[[ Records for this exercise open ]]

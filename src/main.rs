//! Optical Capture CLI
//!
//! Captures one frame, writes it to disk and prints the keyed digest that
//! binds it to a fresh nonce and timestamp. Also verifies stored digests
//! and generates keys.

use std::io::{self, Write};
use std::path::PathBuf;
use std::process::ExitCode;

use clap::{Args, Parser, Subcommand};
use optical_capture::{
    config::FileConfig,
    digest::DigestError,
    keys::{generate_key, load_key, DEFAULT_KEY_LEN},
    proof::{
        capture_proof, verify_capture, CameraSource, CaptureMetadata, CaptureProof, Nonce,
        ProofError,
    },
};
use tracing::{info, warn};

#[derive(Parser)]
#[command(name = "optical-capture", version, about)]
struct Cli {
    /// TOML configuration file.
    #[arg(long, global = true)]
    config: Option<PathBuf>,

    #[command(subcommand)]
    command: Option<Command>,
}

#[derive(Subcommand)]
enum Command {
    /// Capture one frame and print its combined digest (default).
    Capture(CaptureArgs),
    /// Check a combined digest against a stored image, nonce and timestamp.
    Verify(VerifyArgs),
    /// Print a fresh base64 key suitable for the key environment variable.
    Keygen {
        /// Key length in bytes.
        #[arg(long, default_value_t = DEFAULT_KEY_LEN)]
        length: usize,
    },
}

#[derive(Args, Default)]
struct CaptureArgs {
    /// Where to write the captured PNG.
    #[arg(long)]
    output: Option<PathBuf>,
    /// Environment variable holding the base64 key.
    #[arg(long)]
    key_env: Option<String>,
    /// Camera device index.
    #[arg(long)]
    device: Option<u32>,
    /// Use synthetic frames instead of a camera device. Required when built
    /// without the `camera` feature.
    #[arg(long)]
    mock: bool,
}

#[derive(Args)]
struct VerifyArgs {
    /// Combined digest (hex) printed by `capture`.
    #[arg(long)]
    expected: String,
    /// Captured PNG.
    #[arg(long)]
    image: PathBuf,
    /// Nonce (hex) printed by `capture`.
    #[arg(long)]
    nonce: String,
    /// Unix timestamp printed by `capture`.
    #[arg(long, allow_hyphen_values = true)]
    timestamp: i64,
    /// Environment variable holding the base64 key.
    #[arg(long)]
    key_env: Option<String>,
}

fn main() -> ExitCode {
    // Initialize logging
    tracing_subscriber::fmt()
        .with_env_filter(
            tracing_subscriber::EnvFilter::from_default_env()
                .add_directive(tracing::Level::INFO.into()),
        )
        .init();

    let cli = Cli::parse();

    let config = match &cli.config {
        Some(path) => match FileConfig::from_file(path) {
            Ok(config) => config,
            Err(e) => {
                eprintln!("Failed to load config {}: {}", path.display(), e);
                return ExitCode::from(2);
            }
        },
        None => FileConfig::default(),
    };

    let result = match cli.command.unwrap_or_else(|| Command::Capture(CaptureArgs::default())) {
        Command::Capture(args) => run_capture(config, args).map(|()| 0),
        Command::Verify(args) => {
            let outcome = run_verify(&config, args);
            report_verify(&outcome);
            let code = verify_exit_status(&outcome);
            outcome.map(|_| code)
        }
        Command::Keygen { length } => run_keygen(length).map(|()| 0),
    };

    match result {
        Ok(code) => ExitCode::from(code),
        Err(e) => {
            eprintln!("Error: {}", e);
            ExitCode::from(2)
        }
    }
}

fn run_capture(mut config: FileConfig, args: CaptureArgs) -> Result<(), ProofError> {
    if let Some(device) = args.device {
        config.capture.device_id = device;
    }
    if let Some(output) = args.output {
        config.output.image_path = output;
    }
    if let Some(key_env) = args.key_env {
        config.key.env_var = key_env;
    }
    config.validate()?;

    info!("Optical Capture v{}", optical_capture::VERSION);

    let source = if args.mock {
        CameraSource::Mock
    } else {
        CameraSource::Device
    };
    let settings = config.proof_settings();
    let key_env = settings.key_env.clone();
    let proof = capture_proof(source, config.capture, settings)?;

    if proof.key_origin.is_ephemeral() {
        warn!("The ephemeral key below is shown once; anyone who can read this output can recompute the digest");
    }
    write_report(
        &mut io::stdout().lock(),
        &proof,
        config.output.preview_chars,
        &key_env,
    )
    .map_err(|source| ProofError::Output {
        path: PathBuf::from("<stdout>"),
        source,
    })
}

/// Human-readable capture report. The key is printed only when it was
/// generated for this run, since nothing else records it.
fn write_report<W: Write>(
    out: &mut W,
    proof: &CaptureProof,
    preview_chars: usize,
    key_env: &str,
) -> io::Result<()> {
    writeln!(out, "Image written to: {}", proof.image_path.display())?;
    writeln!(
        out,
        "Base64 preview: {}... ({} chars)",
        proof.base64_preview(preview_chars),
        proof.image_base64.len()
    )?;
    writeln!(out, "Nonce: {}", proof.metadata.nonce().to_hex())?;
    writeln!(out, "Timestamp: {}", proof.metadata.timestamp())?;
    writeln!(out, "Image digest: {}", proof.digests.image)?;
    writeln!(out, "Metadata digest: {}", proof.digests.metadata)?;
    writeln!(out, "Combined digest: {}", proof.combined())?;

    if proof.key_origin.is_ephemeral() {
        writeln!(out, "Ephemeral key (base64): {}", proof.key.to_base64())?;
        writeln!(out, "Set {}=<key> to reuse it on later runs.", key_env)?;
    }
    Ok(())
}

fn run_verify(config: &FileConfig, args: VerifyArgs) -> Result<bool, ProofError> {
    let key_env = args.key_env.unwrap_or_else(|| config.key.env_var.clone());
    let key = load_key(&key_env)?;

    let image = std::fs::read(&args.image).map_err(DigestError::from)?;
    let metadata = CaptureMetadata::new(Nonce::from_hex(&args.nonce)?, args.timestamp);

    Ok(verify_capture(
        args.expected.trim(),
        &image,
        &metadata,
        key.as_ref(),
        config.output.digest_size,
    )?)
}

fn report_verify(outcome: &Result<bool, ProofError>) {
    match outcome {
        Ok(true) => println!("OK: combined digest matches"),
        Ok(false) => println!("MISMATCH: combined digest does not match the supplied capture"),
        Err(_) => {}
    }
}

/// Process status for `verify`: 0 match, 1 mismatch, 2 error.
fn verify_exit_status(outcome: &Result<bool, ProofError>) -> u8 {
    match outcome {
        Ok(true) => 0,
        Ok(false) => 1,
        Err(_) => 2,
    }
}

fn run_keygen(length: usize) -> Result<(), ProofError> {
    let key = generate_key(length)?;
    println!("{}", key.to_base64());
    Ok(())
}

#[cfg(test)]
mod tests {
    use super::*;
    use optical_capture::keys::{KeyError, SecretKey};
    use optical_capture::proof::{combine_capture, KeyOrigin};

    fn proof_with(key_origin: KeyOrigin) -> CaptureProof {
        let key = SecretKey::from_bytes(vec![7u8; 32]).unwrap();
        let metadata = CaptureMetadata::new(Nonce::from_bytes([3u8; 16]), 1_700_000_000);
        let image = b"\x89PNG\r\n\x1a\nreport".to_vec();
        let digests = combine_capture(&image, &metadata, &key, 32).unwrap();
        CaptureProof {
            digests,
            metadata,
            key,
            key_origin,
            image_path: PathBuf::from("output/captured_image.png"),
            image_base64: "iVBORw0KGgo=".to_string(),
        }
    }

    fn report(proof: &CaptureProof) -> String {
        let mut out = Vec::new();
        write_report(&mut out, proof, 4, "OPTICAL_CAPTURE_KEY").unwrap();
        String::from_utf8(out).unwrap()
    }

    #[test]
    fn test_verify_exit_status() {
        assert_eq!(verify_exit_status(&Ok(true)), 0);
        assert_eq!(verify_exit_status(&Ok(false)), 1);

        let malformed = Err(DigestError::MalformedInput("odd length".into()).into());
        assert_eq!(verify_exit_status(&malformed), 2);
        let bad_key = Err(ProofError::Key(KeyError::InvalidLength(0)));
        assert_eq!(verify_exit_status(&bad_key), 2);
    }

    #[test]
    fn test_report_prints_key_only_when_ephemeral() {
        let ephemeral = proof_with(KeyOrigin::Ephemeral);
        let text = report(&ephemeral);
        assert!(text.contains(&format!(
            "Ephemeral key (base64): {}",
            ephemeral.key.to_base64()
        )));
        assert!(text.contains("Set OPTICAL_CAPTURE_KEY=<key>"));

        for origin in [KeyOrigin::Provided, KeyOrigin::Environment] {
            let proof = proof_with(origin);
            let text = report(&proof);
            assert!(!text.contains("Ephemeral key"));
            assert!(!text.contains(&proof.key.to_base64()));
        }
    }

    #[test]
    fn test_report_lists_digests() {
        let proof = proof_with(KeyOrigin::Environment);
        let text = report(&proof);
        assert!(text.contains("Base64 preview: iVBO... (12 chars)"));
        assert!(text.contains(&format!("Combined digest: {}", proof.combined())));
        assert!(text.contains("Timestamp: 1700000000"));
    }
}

[[ Records for this exercise closed ]]
[[ Records for this exercise open ]]

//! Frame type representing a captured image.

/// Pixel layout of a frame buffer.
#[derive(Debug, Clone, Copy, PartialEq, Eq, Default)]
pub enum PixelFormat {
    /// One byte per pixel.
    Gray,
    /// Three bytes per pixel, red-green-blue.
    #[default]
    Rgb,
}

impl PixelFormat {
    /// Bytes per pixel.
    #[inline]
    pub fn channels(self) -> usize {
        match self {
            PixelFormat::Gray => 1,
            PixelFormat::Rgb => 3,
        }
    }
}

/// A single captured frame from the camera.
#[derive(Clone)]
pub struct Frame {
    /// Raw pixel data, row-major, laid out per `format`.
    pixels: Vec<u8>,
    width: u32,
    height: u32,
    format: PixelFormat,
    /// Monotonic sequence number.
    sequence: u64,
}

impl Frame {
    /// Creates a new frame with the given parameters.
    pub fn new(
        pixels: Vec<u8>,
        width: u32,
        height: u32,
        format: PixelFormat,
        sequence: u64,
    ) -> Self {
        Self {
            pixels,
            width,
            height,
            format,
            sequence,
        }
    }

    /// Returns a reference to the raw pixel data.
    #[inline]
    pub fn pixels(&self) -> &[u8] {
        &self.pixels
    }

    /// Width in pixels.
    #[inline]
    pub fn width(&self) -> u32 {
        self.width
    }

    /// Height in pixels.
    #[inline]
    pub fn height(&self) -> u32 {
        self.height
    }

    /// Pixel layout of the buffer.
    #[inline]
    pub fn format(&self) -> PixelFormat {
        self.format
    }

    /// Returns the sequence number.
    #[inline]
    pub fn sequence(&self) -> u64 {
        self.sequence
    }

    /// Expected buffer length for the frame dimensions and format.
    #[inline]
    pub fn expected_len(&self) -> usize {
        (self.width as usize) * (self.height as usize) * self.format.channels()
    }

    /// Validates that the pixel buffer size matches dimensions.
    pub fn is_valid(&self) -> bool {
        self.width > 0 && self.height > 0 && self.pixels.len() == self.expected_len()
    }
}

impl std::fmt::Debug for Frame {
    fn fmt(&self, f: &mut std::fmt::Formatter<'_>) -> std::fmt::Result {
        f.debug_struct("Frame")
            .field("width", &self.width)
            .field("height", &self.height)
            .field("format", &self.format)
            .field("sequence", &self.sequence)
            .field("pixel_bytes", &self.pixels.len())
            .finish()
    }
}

[[ Records for this exercise closed ]]
[[ Records for this exercise open ]]

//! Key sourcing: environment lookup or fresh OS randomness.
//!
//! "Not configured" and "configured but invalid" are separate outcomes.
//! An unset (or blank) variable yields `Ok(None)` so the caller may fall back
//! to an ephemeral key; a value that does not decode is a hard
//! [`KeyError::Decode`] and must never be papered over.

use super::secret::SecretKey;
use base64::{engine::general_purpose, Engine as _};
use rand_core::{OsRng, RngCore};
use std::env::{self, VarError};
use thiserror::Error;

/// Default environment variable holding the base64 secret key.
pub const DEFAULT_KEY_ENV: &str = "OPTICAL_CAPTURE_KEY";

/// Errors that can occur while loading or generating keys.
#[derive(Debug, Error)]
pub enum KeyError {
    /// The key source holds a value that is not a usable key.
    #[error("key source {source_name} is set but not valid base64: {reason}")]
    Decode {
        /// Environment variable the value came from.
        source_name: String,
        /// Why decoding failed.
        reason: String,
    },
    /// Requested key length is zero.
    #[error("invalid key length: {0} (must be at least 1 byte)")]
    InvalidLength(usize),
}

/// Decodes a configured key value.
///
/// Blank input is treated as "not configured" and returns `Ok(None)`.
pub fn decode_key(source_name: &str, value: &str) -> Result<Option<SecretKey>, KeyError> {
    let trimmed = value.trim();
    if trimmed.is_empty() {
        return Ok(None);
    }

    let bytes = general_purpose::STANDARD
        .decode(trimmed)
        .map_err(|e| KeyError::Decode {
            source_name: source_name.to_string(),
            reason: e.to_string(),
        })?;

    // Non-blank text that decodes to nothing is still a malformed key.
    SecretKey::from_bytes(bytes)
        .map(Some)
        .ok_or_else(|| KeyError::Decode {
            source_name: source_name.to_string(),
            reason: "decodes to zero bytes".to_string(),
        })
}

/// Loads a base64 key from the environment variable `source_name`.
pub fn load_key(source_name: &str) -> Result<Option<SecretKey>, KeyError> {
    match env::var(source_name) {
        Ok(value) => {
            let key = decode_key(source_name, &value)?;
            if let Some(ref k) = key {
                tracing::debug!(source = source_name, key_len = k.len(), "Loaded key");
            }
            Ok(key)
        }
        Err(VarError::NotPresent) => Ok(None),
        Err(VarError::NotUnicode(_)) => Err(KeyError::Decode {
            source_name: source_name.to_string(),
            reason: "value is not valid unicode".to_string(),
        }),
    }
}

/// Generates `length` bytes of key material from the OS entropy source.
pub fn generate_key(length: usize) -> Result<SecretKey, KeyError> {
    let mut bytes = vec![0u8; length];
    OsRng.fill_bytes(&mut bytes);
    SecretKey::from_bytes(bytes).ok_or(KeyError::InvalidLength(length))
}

[[ Records for this exercise closed ]]

### Work instructions
Write only the number of lines in the data where the string "writeln" can be found.

### Reply
9